There is a dimension which is known all to well by men. A dimension as quietly emotional as it is painful. In the middle ground between the love of your life and the realities of your relationship with them lies the pit of all man’s fear. An area all men know as…The Friend Zone. (Cue the theme song.)

 

Dear Brooke,

I have seen the great advice you offer here and believe it is time for me to get some of my own. Basically I have liked a close friend of mine for around three years now. In fact, I think I could be in love with her. I know, based on our conversations together, that our friendship will never progress into an actual relationship together; as such, I have not told her about my feelings for her.

I have had girlfriends during the past three years, but they have never worked out. I did like these girls but stopped after a few weeks of going out with them. My guess is because I knew deep inside that I have a lot stronger feelings for my friend then any other girl.

As long as I like my friend, I may never like another girl enough to have a relationship lasting more then a few weeks. I don’t know if I can distance myself from my friend, we often have dinner together several times a fortnight and she really is one of the best friends someone could ask for.

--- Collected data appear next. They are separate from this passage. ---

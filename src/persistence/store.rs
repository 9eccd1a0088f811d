//! SQLite-based run history store

use crate::core::RunOutcome;
use crate::persistence::{HistoryBackend, RunRecord};
use anyhow::{Context, Result};
use chrono::{DateTime, NaiveDateTime, Utc};
use sqlx::sqlite::{SqliteConnectOptions, SqlitePoolOptions, SqliteRow};
use sqlx::{Row, SqlitePool};
use std::path::Path;
use uuid::Uuid;

const SELECT_COLUMNS: &str = "SELECT id, step_id, model, started_at, completed_at, outcome, ok, \
                              applied_count, review_count, error FROM runs";

/// SQLite run history
pub struct SqliteHistoryStore {
    pool: SqlitePool,
}

impl SqliteHistoryStore {
    /// Open (creating if needed) the database at `db_path`
    pub async fn new(db_path: &Path) -> Result<Self> {
        if let Some(parent) = db_path.parent() {
            std::fs::create_dir_all(parent)?;
        }
        let options = SqliteConnectOptions::new()
            .filename(db_path)
            .create_if_missing(true);
        Self::connect(options).await
    }

    /// Ephemeral store, for tests
    pub async fn in_memory() -> Result<Self> {
        let options = SqliteConnectOptions::new().in_memory(true);
        Self::connect(options).await
    }

    async fn connect(options: SqliteConnectOptions) -> Result<Self> {
        // One connection: runs are recorded sequentially and `:memory:` is per connection
        let pool = SqlitePoolOptions::new()
            .max_connections(1)
            .connect_with(options)
            .await
            .context("Failed to connect to history database")?;

        let store = Self { pool };
        store.init().await?;
        Ok(store)
    }

    /// Initialize database schema
    async fn init(&self) -> Result<()> {
        sqlx::query(
            r#"
            CREATE TABLE IF NOT EXISTS runs (
                id TEXT PRIMARY KEY,
                step_id TEXT NOT NULL,
                model TEXT NOT NULL,
                started_at TEXT NOT NULL,
                completed_at TEXT NOT NULL,
                outcome TEXT,
                ok INTEGER NOT NULL,
                applied_count INTEGER NOT NULL DEFAULT 0,
                review_count INTEGER NOT NULL DEFAULT 0,
                error TEXT
            )
            "#,
        )
        .execute(&self.pool)
        .await?;

        sqlx::query("CREATE INDEX IF NOT EXISTS idx_runs_step_started ON runs(step_id, started_at)")
            .execute(&self.pool)
            .await?;

        Ok(())
    }

    /// Convert DateTime<Utc> to NaiveDateTime for SQLite
    fn to_naive(dt: DateTime<Utc>) -> NaiveDateTime {
        dt.naive_utc()
    }

    /// Convert NaiveDateTime to DateTime<Utc>
    fn from_naive(dt: NaiveDateTime) -> DateTime<Utc> {
        DateTime::from_naive_utc_and_offset(dt, Utc)
    }

    fn from_row(row: &SqliteRow) -> Result<RunRecord> {
        Ok(RunRecord {
            run_id: Uuid::parse_str(&row.get::<String, _>("id"))?,
            step_id: row.get("step_id"),
            model: row.get("model"),
            started_at: Self::from_naive(row.get("started_at")),
            completed_at: Self::from_naive(row.get("completed_at")),
            outcome: row
                .get::<Option<String>, _>("outcome")
                .as_deref()
                .and_then(RunOutcome::parse),
            ok: row.get::<i64, _>("ok") != 0,
            applied_count: row.get::<i64, _>("applied_count") as usize,
            review_count: row.get::<i64, _>("review_count") as usize,
            error: row.get("error"),
        })
    }
}

#[async_trait::async_trait]
impl HistoryBackend for SqliteHistoryStore {
    async fn record(&self, run: &RunRecord) -> Result<()> {
        sqlx::query(
            r#"
            INSERT OR REPLACE INTO runs
            (id, step_id, model, started_at, completed_at, outcome, ok, applied_count, review_count, error)
            VALUES (?1, ?2, ?3, ?4, ?5, ?6, ?7, ?8, ?9, ?10)
            "#,
        )
        .bind(run.run_id.to_string())
        .bind(&run.step_id)
        .bind(&run.model)
        .bind(Self::to_naive(run.started_at))
        .bind(Self::to_naive(run.completed_at))
        .bind(run.outcome.map(|o| o.as_str()))
        .bind(i64::from(run.ok))
        .bind(run.applied_count as i64)
        .bind(run.review_count as i64)
        .bind(run.error.as_deref())
        .execute(&self.pool)
        .await
        .context("Failed to save run")?;

        Ok(())
    }

    async fn load(&self, run_id: Uuid) -> Result<Option<RunRecord>> {
        let row = sqlx::query(&format!("{} WHERE id = ?1", SELECT_COLUMNS))
            .bind(run_id.to_string())
            .fetch_optional(&self.pool)
            .await
            .context("Failed to load run")?;

        row.as_ref().map(Self::from_row).transpose()
    }

    async fn list(&self, step_id: Option<&str>, limit: usize) -> Result<Vec<RunRecord>> {
        let rows = sqlx::query(&format!(
            "{} WHERE (?1 IS NULL OR step_id = ?1) ORDER BY started_at DESC LIMIT ?2",
            SELECT_COLUMNS
        ))
        .bind(step_id)
        .bind(limit as i64)
        .fetch_all(&self.pool)
        .await
        .context("Failed to list runs")?;

        rows.iter().map(Self::from_row).collect()
    }
}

So now I’m not sure what I should do. I could simply move state completely (can do this with work) in an attempt to cut ties with her and eventually lose these feelings, I could stick around and potentially never find another girl that I like more than my friend, I could tell her and potentially wreck a great friendship, or I could stick around and simply hope that one day these feelings will simply disappear. But I don’t see how they can if I do stay friends with her.

I was hoping you could suggest another option, or advise me on what steps you think I should take.

Thanks in advance,

Jake from Australia


Dear Jake,

You’re seriously pulling at my heart strings Mr. Aussie. You deserve the best, so let’s clear a few things up and get you on your way.

You seem to be caught in the space between settling and hoping—a totally uncomfortable place to be. You don’t want to be with someone you’re not really into and settle for less than what you know you want and deserve, but you also know that having a romantic relationship with your friend isn’t exactly realistic right now. Rock and a hard place no doubt. But there is something kind of enormous that you’re missing about settling…

According to most people, settling is saved to describe dating someone or committing to someone in a romantic capacity, though you’re just not that into them. Yes? Ok, well, I have a surprise for you. Settling is not unique to romance, it also applies to friendship. And you, sweet Aussie you, are settling. Big time.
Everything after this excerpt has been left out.